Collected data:

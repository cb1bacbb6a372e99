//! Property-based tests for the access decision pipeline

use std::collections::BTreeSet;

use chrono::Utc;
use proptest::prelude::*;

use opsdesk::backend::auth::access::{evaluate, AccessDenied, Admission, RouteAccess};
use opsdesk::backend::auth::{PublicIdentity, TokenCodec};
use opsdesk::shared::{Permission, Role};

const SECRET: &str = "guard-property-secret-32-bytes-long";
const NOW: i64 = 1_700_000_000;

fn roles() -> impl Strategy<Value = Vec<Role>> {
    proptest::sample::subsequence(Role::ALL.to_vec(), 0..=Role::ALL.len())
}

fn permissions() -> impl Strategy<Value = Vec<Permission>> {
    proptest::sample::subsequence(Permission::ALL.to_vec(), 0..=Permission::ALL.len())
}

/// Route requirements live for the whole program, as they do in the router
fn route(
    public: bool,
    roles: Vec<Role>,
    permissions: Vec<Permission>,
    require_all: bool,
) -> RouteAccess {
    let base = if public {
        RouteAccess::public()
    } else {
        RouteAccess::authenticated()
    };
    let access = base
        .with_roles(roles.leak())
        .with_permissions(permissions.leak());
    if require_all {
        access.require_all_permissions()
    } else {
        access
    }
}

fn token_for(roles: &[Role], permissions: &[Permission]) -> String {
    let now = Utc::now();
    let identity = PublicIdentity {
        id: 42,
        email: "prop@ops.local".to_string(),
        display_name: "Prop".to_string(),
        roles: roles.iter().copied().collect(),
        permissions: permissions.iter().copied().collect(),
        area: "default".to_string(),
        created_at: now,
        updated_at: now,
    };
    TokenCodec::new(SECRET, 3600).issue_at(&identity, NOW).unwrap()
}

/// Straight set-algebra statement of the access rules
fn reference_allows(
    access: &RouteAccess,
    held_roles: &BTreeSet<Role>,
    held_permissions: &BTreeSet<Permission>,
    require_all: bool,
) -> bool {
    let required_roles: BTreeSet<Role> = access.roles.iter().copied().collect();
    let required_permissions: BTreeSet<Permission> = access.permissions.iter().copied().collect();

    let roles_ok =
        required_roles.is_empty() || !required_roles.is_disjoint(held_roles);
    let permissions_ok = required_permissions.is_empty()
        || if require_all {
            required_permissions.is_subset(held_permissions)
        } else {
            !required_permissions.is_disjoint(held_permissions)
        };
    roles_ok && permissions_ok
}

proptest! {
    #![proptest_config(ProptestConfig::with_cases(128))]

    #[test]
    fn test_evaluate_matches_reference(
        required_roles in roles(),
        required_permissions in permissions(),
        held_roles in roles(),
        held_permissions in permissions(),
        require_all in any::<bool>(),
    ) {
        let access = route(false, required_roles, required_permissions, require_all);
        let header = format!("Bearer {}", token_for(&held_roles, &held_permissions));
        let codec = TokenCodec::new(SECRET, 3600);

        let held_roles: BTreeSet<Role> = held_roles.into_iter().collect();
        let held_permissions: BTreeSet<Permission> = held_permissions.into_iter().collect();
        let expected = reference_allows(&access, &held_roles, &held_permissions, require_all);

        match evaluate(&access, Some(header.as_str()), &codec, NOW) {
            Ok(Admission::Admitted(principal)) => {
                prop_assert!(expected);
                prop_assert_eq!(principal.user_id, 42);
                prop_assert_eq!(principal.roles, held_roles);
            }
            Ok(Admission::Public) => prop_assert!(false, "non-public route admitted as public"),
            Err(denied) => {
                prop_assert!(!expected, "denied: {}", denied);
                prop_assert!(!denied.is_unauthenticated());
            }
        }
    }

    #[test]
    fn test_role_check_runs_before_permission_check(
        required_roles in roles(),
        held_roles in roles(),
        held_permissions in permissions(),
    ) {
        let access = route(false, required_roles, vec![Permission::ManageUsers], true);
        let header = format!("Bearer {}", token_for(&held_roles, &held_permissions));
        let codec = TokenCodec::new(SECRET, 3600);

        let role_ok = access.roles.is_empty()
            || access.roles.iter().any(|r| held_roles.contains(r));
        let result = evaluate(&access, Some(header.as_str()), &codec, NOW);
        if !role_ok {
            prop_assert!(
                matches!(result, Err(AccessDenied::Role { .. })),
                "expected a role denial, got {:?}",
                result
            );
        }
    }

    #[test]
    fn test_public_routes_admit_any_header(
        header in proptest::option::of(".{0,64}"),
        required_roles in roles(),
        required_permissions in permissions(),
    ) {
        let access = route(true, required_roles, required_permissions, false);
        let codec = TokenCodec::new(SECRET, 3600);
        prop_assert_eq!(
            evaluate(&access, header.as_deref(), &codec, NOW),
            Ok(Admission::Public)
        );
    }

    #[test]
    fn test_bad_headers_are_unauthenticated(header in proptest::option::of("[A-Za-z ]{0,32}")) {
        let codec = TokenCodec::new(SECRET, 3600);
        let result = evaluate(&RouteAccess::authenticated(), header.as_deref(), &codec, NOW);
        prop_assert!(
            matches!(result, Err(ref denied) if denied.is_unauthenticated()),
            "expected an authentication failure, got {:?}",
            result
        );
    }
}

> _TASK REQUIREMENTS_:
In full and without alteration, retype the entries above.

> _YOUR RESPONSE_:
repository cb1bacbb6a372e99
//! Property-based tests for the access decision pipeline

use std::collections::BTreeSet;

use chrono::Utc;
use proptest::prelude::*;

use opsdesk::backend::auth::access::{evaluate, AccessDenied, Admission, RouteAccess};
use opsdesk::backend::auth::{PublicIdentity, TokenCodec};
use opsdesk::shared::{Permission, Role};

const SECRET: &str = "guard-property-secret-32-bytes-long";
const NOW: i64 = 1_700_000_000;

fn roles() -> impl Strategy<Value = Vec<Role>> {
    proptest::sample::subsequence(Role::ALL.to_vec(), 0..=Role::ALL.len())
}

fn permissions() -> impl Strategy<Value = Vec<Permission>> {
    proptest::sample::subsequence(Permission::ALL.to_vec(), 0..=Permission::ALL.len())
}

/// Route requirements live for the whole program, as they do in the router
fn route(
    public: bool,
    roles: Vec<Role>,
    permissions: Vec<Permission>,
    require_all: bool,
) -> RouteAccess {
    let base = if public {
        RouteAccess::public()
    } else {
        RouteAccess::authenticated()
    };
    let access = base
        .with_roles(roles.leak())
        .with_permissions(permissions.leak());
    if require_all {
        access.require_all_permissions()
    } else {
        access
    }
}

fn token_for(roles: &[Role], permissions: &[Permission]) -> String {
    let now = Utc::now();
    let identity = PublicIdentity {
        id: 42,
        email: "prop@ops.local".to_string(),
        display_name: "Prop".to_string(),
        roles: roles.iter().copied().collect(),
        permissions: permissions.iter().copied().collect(),
        area: "default".to_string(),
        created_at: now,
        updated_at: now,
    };
    TokenCodec::new(SECRET, 3600).issue_at(&identity, NOW).unwrap()
}

/// Straight set-algebra statement of the access rules
fn reference_allows(
    access: &RouteAccess,
    held_roles: &BTreeSet<Role>,
    held_permissions: &BTreeSet<Permission>,
    require_all: bool,
) -> bool {
    let required_roles: BTreeSet<Role> = access.roles.iter().copied().collect();
    let required_permissions: BTreeSet<Permission> = access.permissions.iter().copied().collect();

    let roles_ok =
        required_roles.is_empty() || !required_roles.is_disjoint(held_roles);
    let permissions_ok = required_permissions.is_empty()
        || if require_all {
            required_permissions.is_subset(held_permissions)
        } else {
            !required_permissions.is_disjoint(held_permissions)
        };
    roles_ok && permissions_ok
}

proptest! {
    #![proptest_config(ProptestConfig::with_cases(128))]

    #[test]
    fn test_evaluate_matches_reference(
        required_roles in roles(),
        required_permissions in permissions(),
        held_roles in roles(),
        held_permissions in permissions(),
        require_all in any::<bool>(),
    ) {
        let access = route(false, required_roles, required_permissions, require_all);
        let header = format!("Bearer {}", token_for(&held_roles, &held_permissions));
        let codec = TokenCodec::new(SECRET, 3600);

        let held_roles: BTreeSet<Role> = held_roles.into_iter().collect();
        let held_permissions: BTreeSet<Permission> = held_permissions.into_iter().collect();
        let expected = reference_allows(&access, &held_roles, &held_permissions, require_all);

        match evaluate(&access, Some(header.as_str()), &codec, NOW) {
            Ok(Admission::Admitted(principal)) => {
                prop_assert!(expected);
                prop_assert_eq!(principal.user_id, 42);
                prop_assert_eq!(principal.roles, held_roles);
            }
            Ok(Admission::Public) => prop_assert!(false, "non-public route admitted as public"),
            Err(denied) => {
                prop_assert!(!expected, "denied: {}", denied);
                prop_assert!(!denied.is_unauthenticated());
            }
        }
    }

    #[test]
    fn test_role_check_runs_before_permission_check(
        required_roles in roles(),
        held_roles in roles(),
        held_permissions in permissions(),
    ) {
        let access = route(false, required_roles, vec![Permission::ManageUsers], true);
        let header = format!("Bearer {}", token_for(&held_roles, &held_permissions));
        let codec = TokenCodec::new(SECRET, 3600);

        let role_ok = access.roles.is_empty()
            || access.roles.iter().any(|r| held_roles.contains(r));
        let result = evaluate(&access, Some(header.as_str()), &codec, NOW);
        if !role_ok {
            prop_assert!(
                matches!(result, Err(AccessDenied::Role { .. })),
                "expected a role denial, got {:?}",
                result
            );
        }
    }

    #[test]
    fn test_public_routes_admit_any_header(
        header in proptest::option::of(".{0,64}"),
        required_roles in roles(),
        required_permissions in permissions(),
    ) {
        let access = route(true, required_roles, required_permissions, false);
        let codec = TokenCodec::new(SECRET, 3600);
        prop_assert_eq!(
            evaluate(&access, header.as_deref(), &codec, NOW),
            Ok(Admission::Public)
        );
    }

    #[test]
    fn test_bad_headers_are_unauthenticated(header in proptest::option::of("[A-Za-z ]{0,32}")) {
        let codec = TokenCodec::new(SECRET, 3600);
        let result = evaluate(&RouteAccess::authenticated(), header.as_deref(), &codec, NOW);
        prop_assert!(
            matches!(result, Err(ref denied) if denied.is_unauthenticated()),
            "expected an authentication failure, got {:?}",
            result
        );
    }
}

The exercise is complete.